WHAT YOU SHOULD DO:
Read through the listing below and return only the lines containing "AccessibilityMapResponse".

SUPPLIED INFORMATION:
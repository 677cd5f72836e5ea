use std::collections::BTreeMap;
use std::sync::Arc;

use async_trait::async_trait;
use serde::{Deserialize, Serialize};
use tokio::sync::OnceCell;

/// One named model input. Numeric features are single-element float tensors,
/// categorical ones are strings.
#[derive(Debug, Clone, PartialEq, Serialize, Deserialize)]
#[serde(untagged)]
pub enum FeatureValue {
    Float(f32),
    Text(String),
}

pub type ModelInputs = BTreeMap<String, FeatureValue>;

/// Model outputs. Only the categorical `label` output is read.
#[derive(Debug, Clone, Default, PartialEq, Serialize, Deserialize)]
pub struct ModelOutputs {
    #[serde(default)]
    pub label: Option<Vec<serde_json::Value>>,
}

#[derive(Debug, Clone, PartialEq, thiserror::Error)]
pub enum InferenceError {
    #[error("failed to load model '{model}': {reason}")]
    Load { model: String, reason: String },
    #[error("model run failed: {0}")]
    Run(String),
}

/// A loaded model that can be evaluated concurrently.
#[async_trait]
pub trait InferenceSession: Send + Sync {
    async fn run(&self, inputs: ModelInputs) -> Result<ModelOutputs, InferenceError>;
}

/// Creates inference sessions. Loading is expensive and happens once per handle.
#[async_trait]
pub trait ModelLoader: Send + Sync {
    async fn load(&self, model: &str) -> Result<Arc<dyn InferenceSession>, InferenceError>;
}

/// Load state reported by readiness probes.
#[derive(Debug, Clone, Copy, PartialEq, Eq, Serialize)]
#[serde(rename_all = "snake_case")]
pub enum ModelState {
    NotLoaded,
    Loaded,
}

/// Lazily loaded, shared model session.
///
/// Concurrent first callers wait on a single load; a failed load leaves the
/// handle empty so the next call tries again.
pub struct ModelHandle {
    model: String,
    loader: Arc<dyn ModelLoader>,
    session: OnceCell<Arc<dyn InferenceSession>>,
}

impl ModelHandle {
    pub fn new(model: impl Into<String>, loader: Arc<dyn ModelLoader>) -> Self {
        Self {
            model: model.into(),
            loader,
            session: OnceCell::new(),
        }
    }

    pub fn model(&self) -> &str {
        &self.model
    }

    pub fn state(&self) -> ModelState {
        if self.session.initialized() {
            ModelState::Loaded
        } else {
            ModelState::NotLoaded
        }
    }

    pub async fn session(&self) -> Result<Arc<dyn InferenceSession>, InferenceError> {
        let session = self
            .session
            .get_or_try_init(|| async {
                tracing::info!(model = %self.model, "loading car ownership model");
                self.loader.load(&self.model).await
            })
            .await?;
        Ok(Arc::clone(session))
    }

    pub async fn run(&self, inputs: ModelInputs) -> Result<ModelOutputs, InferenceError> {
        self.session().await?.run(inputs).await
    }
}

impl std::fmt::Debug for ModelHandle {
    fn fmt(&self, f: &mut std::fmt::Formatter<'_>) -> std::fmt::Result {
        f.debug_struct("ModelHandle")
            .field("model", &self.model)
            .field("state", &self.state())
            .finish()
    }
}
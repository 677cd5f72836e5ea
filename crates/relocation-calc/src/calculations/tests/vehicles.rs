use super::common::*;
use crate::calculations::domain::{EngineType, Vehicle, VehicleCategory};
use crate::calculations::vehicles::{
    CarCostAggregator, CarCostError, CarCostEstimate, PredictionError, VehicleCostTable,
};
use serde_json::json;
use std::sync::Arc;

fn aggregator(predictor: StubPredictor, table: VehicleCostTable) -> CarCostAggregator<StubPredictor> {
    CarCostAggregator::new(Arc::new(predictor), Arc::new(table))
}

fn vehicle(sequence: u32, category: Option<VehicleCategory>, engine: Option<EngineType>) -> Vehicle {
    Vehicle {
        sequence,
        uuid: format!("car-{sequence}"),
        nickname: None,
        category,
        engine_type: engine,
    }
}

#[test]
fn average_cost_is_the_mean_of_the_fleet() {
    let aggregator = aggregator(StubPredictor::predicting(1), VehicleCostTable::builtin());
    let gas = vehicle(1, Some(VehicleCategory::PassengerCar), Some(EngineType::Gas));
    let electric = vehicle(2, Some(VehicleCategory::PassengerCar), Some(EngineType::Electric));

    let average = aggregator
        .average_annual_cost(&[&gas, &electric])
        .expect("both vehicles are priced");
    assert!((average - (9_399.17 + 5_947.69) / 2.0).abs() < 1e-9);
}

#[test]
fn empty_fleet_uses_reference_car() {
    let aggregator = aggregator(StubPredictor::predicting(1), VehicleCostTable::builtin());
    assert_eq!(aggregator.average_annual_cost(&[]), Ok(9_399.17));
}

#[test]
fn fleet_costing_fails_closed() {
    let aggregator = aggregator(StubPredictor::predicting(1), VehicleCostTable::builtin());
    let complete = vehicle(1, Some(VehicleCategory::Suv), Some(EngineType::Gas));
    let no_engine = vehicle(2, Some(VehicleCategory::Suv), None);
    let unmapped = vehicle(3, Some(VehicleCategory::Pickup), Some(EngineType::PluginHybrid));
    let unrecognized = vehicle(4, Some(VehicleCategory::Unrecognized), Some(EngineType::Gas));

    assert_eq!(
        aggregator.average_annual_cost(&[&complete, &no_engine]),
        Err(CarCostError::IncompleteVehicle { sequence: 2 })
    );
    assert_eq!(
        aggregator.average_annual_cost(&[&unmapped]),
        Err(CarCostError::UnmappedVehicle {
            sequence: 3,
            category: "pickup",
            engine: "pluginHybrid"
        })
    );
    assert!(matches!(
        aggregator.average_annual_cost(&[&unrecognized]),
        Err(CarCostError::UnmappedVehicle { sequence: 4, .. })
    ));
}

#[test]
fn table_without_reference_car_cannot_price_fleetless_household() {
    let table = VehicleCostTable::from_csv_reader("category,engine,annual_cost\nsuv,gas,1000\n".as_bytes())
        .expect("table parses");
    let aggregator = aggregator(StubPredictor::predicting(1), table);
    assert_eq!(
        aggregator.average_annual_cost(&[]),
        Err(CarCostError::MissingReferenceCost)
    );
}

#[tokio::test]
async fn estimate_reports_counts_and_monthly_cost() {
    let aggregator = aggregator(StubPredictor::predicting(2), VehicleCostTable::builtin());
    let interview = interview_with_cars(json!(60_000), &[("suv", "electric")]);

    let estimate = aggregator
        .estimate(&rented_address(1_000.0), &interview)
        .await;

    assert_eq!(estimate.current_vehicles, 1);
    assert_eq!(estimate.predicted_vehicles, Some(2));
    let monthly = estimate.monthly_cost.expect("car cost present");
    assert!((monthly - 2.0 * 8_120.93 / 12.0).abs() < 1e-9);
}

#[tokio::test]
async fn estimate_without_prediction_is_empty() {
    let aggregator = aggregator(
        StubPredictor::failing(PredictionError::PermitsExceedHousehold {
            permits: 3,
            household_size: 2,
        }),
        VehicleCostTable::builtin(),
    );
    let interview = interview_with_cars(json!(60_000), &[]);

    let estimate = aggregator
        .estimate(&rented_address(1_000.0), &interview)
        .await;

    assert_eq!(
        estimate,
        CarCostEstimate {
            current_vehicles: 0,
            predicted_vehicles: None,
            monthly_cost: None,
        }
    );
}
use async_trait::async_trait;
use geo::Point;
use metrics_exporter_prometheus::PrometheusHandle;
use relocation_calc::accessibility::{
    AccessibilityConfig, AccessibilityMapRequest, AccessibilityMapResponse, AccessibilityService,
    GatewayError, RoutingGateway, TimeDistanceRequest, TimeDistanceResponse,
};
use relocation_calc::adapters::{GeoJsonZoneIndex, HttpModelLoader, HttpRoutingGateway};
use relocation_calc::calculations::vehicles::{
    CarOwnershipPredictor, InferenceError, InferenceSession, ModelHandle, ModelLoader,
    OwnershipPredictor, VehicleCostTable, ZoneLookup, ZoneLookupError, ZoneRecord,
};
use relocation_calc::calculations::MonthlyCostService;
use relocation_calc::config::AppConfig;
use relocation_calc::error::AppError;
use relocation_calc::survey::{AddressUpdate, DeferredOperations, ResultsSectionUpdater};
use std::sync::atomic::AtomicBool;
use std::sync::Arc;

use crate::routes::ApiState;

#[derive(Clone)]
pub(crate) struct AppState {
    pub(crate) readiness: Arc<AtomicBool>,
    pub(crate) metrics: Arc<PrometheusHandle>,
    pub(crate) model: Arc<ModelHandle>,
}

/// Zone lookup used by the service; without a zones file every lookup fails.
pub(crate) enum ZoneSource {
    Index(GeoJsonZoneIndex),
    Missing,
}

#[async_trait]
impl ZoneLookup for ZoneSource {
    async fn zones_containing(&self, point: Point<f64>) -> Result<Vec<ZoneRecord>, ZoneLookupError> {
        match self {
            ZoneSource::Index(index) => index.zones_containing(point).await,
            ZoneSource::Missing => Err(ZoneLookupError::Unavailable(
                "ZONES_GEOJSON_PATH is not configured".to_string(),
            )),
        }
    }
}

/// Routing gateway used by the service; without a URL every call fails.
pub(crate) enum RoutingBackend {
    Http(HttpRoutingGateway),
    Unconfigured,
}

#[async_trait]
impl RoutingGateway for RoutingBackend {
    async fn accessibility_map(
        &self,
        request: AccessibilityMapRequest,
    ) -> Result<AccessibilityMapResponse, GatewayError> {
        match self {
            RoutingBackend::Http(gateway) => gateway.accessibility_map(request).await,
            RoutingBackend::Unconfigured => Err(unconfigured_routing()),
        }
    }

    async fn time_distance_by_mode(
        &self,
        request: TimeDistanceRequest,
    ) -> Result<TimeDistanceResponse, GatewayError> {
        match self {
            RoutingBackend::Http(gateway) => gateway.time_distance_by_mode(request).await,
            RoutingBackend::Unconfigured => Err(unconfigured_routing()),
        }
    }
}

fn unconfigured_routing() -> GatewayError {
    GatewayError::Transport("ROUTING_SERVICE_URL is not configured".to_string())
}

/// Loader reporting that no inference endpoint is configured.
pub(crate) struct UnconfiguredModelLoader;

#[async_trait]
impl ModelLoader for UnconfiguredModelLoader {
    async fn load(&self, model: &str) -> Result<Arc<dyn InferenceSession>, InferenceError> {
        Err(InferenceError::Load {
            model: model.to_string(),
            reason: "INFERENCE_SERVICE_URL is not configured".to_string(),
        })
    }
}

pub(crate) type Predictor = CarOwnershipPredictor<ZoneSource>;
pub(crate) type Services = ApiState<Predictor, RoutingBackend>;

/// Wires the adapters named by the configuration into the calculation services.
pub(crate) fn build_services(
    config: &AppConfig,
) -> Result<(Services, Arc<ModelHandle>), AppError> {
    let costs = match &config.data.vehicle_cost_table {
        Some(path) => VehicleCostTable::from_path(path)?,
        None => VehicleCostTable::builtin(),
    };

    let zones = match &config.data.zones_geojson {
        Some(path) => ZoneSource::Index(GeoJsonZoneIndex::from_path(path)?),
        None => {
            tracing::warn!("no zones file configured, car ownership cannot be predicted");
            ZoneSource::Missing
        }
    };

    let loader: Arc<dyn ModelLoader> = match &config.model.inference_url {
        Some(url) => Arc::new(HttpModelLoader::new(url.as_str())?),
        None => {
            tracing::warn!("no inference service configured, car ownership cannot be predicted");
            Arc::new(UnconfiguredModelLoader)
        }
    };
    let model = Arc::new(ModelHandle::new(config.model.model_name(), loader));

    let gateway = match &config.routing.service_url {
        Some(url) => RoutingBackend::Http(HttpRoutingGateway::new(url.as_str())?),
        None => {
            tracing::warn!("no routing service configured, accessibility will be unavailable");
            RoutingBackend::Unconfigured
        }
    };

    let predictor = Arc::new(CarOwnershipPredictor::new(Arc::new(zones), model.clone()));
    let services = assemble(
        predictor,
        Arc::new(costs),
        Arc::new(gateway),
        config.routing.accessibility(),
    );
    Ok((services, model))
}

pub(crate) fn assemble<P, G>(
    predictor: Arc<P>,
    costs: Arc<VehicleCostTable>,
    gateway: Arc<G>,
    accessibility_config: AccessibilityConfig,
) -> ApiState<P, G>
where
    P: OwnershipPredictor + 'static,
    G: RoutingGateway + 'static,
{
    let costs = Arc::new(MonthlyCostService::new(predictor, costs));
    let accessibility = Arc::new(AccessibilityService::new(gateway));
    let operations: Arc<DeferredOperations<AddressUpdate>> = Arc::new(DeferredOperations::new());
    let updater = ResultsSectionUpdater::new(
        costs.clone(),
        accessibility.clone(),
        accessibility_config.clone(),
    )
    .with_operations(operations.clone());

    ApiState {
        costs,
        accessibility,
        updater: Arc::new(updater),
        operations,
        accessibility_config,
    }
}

RESPONSE TO THIS TASK:
    AccessibilityConfig, AccessibilityMapRequest, AccessibilityMapResponse, AccessibilityService,
    ) -> Result<AccessibilityMapResponse, GatewayError> {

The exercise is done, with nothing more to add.